*Directions*. In which lines of the data does the string "digest" appear? Copy every one.

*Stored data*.
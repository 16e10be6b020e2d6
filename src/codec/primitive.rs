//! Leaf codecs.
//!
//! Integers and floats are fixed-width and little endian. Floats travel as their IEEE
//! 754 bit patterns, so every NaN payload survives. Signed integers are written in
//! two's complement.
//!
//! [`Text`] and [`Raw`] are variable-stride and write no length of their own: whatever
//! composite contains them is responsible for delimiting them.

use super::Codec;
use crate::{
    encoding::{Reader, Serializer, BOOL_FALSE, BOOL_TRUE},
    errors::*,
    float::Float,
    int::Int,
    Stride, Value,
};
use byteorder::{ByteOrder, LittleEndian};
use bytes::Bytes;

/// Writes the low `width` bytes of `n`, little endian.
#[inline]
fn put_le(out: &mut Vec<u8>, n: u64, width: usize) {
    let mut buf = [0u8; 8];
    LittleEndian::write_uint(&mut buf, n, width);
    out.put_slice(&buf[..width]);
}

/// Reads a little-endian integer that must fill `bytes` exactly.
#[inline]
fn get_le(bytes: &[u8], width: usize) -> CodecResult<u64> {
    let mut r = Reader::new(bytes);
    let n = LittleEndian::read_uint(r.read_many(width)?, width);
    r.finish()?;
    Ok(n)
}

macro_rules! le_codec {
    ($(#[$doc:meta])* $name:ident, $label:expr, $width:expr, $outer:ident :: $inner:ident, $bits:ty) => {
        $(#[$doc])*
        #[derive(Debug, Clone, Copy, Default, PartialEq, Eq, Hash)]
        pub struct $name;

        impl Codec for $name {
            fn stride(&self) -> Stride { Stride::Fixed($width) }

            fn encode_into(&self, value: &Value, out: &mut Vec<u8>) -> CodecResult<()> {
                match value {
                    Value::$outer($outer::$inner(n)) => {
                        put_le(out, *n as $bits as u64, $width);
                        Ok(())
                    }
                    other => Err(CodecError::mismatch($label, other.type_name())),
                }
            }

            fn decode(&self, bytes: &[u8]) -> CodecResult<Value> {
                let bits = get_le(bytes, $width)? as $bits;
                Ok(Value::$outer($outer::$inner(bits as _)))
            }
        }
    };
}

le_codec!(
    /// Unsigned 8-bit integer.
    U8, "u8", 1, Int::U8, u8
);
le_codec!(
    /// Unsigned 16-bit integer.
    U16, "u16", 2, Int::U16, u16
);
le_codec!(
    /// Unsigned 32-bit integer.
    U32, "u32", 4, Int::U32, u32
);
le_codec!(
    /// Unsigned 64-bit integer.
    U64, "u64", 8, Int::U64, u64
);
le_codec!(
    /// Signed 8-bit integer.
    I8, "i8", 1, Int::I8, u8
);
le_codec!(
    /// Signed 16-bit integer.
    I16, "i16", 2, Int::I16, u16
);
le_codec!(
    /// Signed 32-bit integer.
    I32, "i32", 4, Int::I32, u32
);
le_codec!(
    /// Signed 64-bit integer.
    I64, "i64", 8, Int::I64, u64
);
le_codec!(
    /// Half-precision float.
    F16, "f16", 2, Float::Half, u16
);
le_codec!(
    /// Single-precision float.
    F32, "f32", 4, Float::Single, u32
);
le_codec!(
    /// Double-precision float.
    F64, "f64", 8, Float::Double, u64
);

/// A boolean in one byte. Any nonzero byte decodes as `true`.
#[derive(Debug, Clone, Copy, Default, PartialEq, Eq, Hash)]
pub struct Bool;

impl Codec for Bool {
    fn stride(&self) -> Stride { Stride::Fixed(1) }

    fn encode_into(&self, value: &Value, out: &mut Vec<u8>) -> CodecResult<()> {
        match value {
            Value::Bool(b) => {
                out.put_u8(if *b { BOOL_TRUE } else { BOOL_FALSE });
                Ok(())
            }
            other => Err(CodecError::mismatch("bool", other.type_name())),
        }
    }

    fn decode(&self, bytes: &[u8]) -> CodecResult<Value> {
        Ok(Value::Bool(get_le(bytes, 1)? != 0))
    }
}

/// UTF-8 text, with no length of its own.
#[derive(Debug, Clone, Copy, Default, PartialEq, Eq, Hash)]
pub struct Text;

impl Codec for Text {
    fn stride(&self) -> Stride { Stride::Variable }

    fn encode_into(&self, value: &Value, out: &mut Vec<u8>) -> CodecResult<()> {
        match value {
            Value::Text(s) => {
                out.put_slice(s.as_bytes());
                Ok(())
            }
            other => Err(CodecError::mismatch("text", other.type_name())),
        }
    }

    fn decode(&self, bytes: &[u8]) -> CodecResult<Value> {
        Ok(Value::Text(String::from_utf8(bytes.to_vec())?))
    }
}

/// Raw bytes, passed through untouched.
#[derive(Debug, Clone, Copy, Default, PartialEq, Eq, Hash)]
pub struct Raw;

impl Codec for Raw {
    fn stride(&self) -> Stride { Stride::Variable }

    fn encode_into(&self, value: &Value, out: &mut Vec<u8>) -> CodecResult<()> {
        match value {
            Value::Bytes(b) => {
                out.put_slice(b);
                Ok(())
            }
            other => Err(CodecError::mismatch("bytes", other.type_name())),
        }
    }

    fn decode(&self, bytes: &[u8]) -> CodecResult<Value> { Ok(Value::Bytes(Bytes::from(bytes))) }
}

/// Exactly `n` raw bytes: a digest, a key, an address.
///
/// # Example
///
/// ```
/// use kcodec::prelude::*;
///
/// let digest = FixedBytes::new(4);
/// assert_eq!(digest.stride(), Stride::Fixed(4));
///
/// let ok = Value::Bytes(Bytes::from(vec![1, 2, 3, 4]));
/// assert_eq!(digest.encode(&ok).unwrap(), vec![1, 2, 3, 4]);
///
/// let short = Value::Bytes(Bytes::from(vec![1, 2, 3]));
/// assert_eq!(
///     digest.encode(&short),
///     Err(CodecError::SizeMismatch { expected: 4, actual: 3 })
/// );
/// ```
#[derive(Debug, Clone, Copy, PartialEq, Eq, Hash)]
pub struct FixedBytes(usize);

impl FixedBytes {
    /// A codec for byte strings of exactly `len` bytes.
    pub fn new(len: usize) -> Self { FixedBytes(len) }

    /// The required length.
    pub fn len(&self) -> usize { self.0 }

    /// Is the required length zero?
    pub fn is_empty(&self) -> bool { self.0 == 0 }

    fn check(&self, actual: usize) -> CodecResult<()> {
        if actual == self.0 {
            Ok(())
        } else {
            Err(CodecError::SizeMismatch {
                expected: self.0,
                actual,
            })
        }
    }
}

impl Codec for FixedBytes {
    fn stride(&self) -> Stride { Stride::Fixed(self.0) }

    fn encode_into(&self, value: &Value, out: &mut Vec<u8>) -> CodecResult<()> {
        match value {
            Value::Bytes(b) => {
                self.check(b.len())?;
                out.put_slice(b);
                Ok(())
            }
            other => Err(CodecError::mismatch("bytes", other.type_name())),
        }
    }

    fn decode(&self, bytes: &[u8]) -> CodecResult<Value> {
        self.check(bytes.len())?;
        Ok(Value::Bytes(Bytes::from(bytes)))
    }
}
* * *
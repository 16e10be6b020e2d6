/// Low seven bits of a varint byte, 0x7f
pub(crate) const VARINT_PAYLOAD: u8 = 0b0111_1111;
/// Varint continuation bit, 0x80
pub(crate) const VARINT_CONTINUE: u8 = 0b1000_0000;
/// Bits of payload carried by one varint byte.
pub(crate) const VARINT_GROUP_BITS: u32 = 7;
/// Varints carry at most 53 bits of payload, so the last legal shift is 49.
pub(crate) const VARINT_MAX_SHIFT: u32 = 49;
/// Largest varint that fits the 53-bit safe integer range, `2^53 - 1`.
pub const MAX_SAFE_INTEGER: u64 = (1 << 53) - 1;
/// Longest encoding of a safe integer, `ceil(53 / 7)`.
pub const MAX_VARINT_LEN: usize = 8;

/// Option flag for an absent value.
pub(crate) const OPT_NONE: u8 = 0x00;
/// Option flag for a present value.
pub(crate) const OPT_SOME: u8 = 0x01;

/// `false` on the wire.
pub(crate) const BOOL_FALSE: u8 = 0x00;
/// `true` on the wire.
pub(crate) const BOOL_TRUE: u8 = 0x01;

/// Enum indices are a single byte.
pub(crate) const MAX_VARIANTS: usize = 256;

*Your solution*.
/// Exactly `n` raw bytes: a digest, a key, an address.
/// let digest = FixedBytes::new(4);
/// assert_eq!(digest.stride(), Stride::Fixed(4));
/// assert_eq!(digest.encode(&ok).unwrap(), vec![1, 2, 3, 4]);
///     digest.encode(&short),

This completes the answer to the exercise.